There's almost certainly no excuse for query string NQ parameters.

There could be up to 1000 values to insert/update is why I used the Query String. I wanted to do it in one call instead of n separate queries.
I tried using the prepUpdate query but I could not figure out how to get it to not complain about the datetime formatting.

IF OBJECT_ID(N'tempdb..#temp_eventLog', 'U') IS NOT NULL
    DROP TABLE #temp_eventLog;
		
CREATE TABLE #temp_eventLog (
    equipment_id INT,
    event_id INT,
    event_Begin datetime2(3),
    event_End datetime2(3),
    event_Duration float
);

INSERT INTO #temp_eventLog (equipment_id, event_id, event_Begin, event_End, event_Duration) VALUES

{insertValues} 


MERGE INTO eventLog AS target
	USING #temp_eventLog AS source
	ON (target.event_Begin = source.event_Begin AND target.equipment_id = source.equipment_id AND target.event_id = source.event_id)

WHEN MATCHED THEN
	UPDATE SET
	target.event_End = source.event_End,
	target.event_Duration = source.event_Duration

WHEN NOT MATCHED BY TARGET THEN
    INSERT (equipment_id, event_id, event_Begin, event_End, event_Duration)
    VALUES (source.equipment_id, source.event_id, source.event_Begin, source.event_End, source.event_Duration);

Use runPrepUpdate, and assemble a query string with the right number of literal ? placeholders in the outgoing query for the number of values you expect to send. Note that MSSQL has a hardcoded, arbitrary limit on the number of parameters you can send via JDBC; I want to remember it as somewhere between 1-2 thousand.

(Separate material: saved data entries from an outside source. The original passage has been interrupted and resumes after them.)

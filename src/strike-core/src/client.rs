//! The façade applications hold: connectors built from configuration, the
//! auth machine driving them, and read access to whoever is connected.
use crate::auth::{
    spawn_auth_machine, wait_for_connected, AuthEmission, AuthEvent, AuthHandle, AuthRunner,
    AuthSnapshot, AuthState, ConnectRequest,
};
use crate::config::model::client_config::ClientConfig;
use crate::config::model::network_descriptor::NetworkDescriptor;
use crate::connector::{
    Actor, AgentSiwbServiceFactory, Connector, ConnectorConfig, ConnectorKind, ConnectorMeta,
    IdentityProviderConnector, IdentityProviderLogin, PlugConnector, SiwbConnector,
    SiwbServiceFactory,
};
use crate::environment::Environment;
use crate::error::auth::AuthError;
use crate::error::client::ClientError;
use crate::error::connector::CreateActorError;
use crate::identity::IdentityHandle;
use crate::idl::ServiceInterface;
use crate::network::agent::{build_agent, build_anonymous_agent};
use crate::network::root_key::fetch_root_key_if_needed;
use crate::storage::{open_storage, KeyValueStorage};
use crate::wallet::{HttpRelayTransport, RelayTransport};
use candid::Principal;
use ic_agent::Agent;
use slog::{debug, Logger};
use std::sync::Arc;
use tokio::sync::watch;

/// Everything `create_client` needs besides the configuration. Seams left
/// empty are filled from the configuration and environment.
pub struct ClientOptions {
    pub config: ClientConfig,
    pub environment: Environment,
    pub storage: Option<Arc<dyn KeyValueStorage>>,
    pub relay: Option<Arc<dyn RelayTransport>>,
    pub login: Option<Arc<dyn IdentityProviderLogin>>,
    pub siwb_services: Option<Arc<dyn SiwbServiceFactory>>,
    /// Used instead of the configured connector list when not empty.
    pub connectors: Vec<Arc<dyn Connector>>,
    pub logger: Logger,
}

impl ClientOptions {
    pub fn new(config: ClientConfig, logger: Logger) -> Self {
        ClientOptions {
            config,
            environment: Environment::default(),
            storage: None,
            relay: None,
            login: None,
            siwb_services: None,
            connectors: vec![],
            logger,
        }
    }

    pub fn with_environment(mut self, environment: Environment) -> Self {
        self.environment = environment;
        self
    }

    pub fn with_storage(mut self, storage: Arc<dyn KeyValueStorage>) -> Self {
        self.storage = Some(storage);
        self
    }

    pub fn with_relay(mut self, relay: Arc<dyn RelayTransport>) -> Self {
        self.relay = Some(relay);
        self
    }

    pub fn with_login(mut self, login: Arc<dyn IdentityProviderLogin>) -> Self {
        self.login = Some(login);
        self
    }

    pub fn with_siwb_services(mut self, services: Arc<dyn SiwbServiceFactory>) -> Self {
        self.siwb_services = Some(services);
        self
    }

    pub fn with_connector(mut self, connector: Arc<dyn Connector>) -> Self {
        self.connectors.push(connector);
        self
    }
}

pub struct Client {
    config: ClientConfig,
    network: NetworkDescriptor,
    runner: Arc<AuthRunner>,
    handle: AuthHandle,
    logger: Logger,
}

pub fn create_client(options: ClientOptions) -> Result<Client, ClientError> {
    let ClientOptions {
        config,
        environment,
        storage,
        relay,
        login,
        siwb_services,
        connectors,
        logger,
    } = options;

    config.validate()?;
    let network = config.network()?;
    let storage = match storage {
        Some(storage) => storage,
        None => open_storage(environment.storage_dir.as_deref())
            .map_err(ClientError::OpenStorageFailed)?,
    };
    let relay: Option<Arc<dyn RelayTransport>> = relay.or_else(|| {
        config.relay_url.clone().map(|url| {
            Arc::new(HttpRelayTransport::new(url, logger.new(slog::o!("relay" => "http"))))
                as Arc<dyn RelayTransport>
        })
    });

    let connectors = if connectors.is_empty() {
        let connector_config = ConnectorConfig::from_client_config(&config)?;
        let siwb_services = siwb_services
            .unwrap_or_else(|| Arc::new(AgentSiwbServiceFactory::new(network.clone())));
        config
            .connectors
            .iter()
            .map(|id| {
                let kind: ConnectorKind = id.parse()?;
                let logger = logger.new(slog::o!("connector" => kind.id()));
                let connector: Arc<dyn Connector> = match kind {
                    ConnectorKind::InternetIdentity | ConnectorKind::Nfid => {
                        let login = login
                            .clone()
                            .ok_or_else(|| ClientError::LoginUnavailable(id.clone()))?;
                        if kind == ConnectorKind::Nfid {
                            Arc::new(IdentityProviderConnector::nfid(
                                connector_config.clone(),
                                login,
                                storage.clone(),
                                logger,
                            ))
                        } else {
                            Arc::new(IdentityProviderConnector::internet_identity(
                                connector_config.clone(),
                                login,
                                storage.clone(),
                                logger,
                            ))
                        }
                    }
                    ConnectorKind::Plug => Arc::new(PlugConnector::new(
                        connector_config.clone(),
                        &environment,
                        relay.clone(),
                        storage.clone(),
                        logger,
                    )),
                    ConnectorKind::Siwb(key) => {
                        let relay = relay
                            .clone()
                            .ok_or_else(|| ClientError::RelayUnavailable(id.clone()))?;
                        Arc::new(SiwbConnector::new(
                            key,
                            connector_config.clone(),
                            relay,
                            siwb_services.clone(),
                            storage.clone(),
                            logger,
                        ))
                    }
                };
                Ok(connector)
            })
            .collect::<Result<Vec<_>, ClientError>>()?
    } else {
        connectors
    };
    debug!(logger, "Creating client"; "connectors" => connectors.len(), "host" => %network.url);

    let runner = Arc::new(
        AuthRunner::new(connectors, storage, logger.new(slog::o!("machine" => "auth")))
            .with_session_resume(config.auto_connect),
    );
    let handle = spawn_auth_machine(runner.clone(), logger.new(slog::o!("machine" => "auth")));
    Ok(Client {
        config,
        network,
        runner,
        handle,
        logger,
    })
}

impl Client {
    pub fn config(&self) -> &ClientConfig {
        &self.config
    }

    pub fn network(&self) -> &NetworkDescriptor {
        &self.network
    }

    /// Resolves once every connector is initialised and a previous session,
    /// if any, has been resumed.
    pub async fn wait_until_ready(&self) -> Result<AuthSnapshot, AuthError> {
        self.handle
            .wait_for(|snapshot| snapshot.state != AuthState::Initializing)
            .await
            .map_err(|_| AuthError::MachineStopped)
    }

    /// Waits out any connect or disconnect in flight, since the machine
    /// ignores a new request until then.
    async fn wait_until_settled(&self) -> Result<AuthSnapshot, AuthError> {
        self.handle
            .wait_for(|snapshot| matches!(snapshot.state, AuthState::Idle | AuthState::Connected))
            .await
            .map_err(|_| AuthError::MachineStopped)
    }

    /// Fire and forget. Progress is visible through [`Client::watch`].
    pub fn connect(&self, request: ConnectRequest) -> Result<(), AuthError> {
        self.handle
            .send(AuthEvent::Connect(request))
            .map_err(|_| AuthError::MachineStopped)
    }

    /// Resolves with the connected provider and principal, or the error the
    /// machine emitted.
    pub async fn connect_async(
        &self,
        request: ConnectRequest,
    ) -> Result<(String, Principal), AuthError> {
        self.wait_until_settled().await?;
        let mut emissions = self.handle.subscribe();
        self.connect(request)?;
        wait_for_connected(&mut emissions, &self.logger).await
    }

    pub fn cancel_connect(&self) -> Result<(), AuthError> {
        self.handle
            .send(AuthEvent::CancelConnect)
            .map_err(|_| AuthError::MachineStopped)
    }

    pub fn disconnect(&self) -> Result<(), AuthError> {
        self.handle
            .send(AuthEvent::Disconnect)
            .map_err(|_| AuthError::MachineStopped)
    }

    /// Succeeds right away when nothing is connected.
    pub async fn disconnect_async(&self) -> Result<(), AuthError> {
        let snapshot = self.wait_until_settled().await?;
        if snapshot.state != AuthState::Connected {
            return Ok(());
        }
        let mut emissions = self.handle.subscribe();
        self.disconnect()?;
        loop {
            match emissions.recv().await {
                Ok(AuthEmission::Disconnected) => return Ok(()),
                Ok(_) | Err(tokio::sync::broadcast::error::RecvError::Lagged(_)) => {}
                Err(tokio::sync::broadcast::error::RecvError::Closed) => {
                    return Err(AuthError::MachineStopped)
                }
            }
        }
    }

    pub fn providers(&self) -> Vec<ConnectorMeta> {
        self.runner
            .connectors()
            .iter()
            .map(|connector| connector.meta().clone())
            .collect()
    }

    pub fn provider(&self, id: &str) -> Option<Arc<dyn Connector>> {
        self.runner.connector(id)
    }

    /// The connector the auth machine last connected, while it stays connected.
    pub fn active_provider(&self) -> Option<Arc<dyn Connector>> {
        let snapshot = self.handle.snapshot();
        if snapshot.state != AuthState::Connected {
            return None;
        }
        snapshot
            .context
            .active_provider
            .and_then(|id| self.runner.connector(&id))
    }

    pub fn principal(&self) -> Option<Principal> {
        self.handle.snapshot().context.principal
    }

    pub fn status(&self) -> AuthState {
        self.handle.snapshot().state
    }

    pub fn snapshot(&self) -> AuthSnapshot {
        self.handle.snapshot()
    }

    pub fn watch(&self) -> watch::Receiver<AuthSnapshot> {
        self.handle.watch()
    }

    pub fn identity(&self) -> Option<IdentityHandle> {
        self.active_provider()
            .and_then(|connector| connector.identity())
    }

    /// An agent for the connected identity, anonymous when nobody is connected.
    pub async fn agent(&self) -> Result<Agent, ClientError> {
        let agent = match self.identity() {
            Some(identity) => build_agent(&self.network, identity),
            None => build_anonymous_agent(&self.network),
        }
        .map_err(ClientError::BuildAgentFailed)?;
        fetch_root_key_if_needed(&agent, &self.network).await?;
        Ok(agent)
    }

    pub async fn create_actor(
        &self,
        canister_id: Principal,
        interface: ServiceInterface,
    ) -> Result<Arc<dyn Actor>, CreateActorError> {
        let connector = self
            .active_provider()
            .ok_or(CreateActorError::NotInitialized)?;
        connector.create_actor(canister_id, interface).await
    }
}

If you're doing anything that requires formatting a datetime to a string, you've already lost.
runPrepUpdate sends a JDBC PreparedStatement, which slots in native Java objects as query parameters; thus you can losslessly send a java.util.Date in and the JDBC driver will handle marshalling that Java type into the appropriate binary format to send into your DB.

1 Like

MSSQL limit is 2100 parameters via JDBC. I have the value hardcoded for a lot of my data handling scripts to chunk when over that amount.

1 Like

For what its worth you can merge without creating a temp table each time by using

MERGE INTO TargetTable AS TARG
USING(VALUES(?,?,?,?,?), (?,?,?,?,?)) 
AS SOURCE(Column1, Column2, etc)
ON TARG.Column1 = SOURCE.Column1

Thank you! I’ll give runPrepUpdate another go and see what happens.
Paying close attention to keeping the datetimes as java.util.Date.
I already check the date time args that are passed into my function to see if they are str instances, and if so I use system.date.parse to get it into a Java date.

I have the insert limit set to 1000. I got an error once saying I couldn’t insert more than 1000 at a time. So I just keep the most recent 1000 and discard the rest.
Under normal circumstances, it is only inserting/updating ~10 rows.

I used the temp table just to shorten the query so I didn’t have to explicitly define all of the columns. Just merge table into table.